What you have to do: Copies of all lines that contain "SimError" are needed; take them from the data below.

+++ Information shown

use thiserror::Error;

#[derive(Error, Debug)]
pub enum SimError {
    #[error("Database error: {0}")]
    Database(#[from] rusqlite::Error),

    #[error("Serialization error: {0}")]
    Serialization(#[from] serde_json::Error),

    #[error("Invalid config in '{section}': {reason}")]
    InvalidConfig { section: String, reason: String },

    #[error("Unknown stat '{stat}' referenced by {context}")]
    UnknownStat { context: String, stat: String },

    #[error("Subsystem '{name}' not found")]
    SubsystemNotFound { name: String },

    #[error("No snapshot saved for companion '{companion_id}'")]
    SnapshotMissing { companion_id: String },

    #[error(transparent)]
    Other(#[from] anyhow::Error),
}

impl SimError {
    pub fn invalid(section: impl Into<String>, reason: impl Into<String>) -> Self {
        Self::InvalidConfig {
            section: section.into(),
            reason:  reason.into(),
        }
    }
}

pub type SimResult<T> = Result<T, SimError>;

++++++

Exercise response:
pub enum SimError {
impl SimError {
pub type SimResult<T> = Result<T, SimError>;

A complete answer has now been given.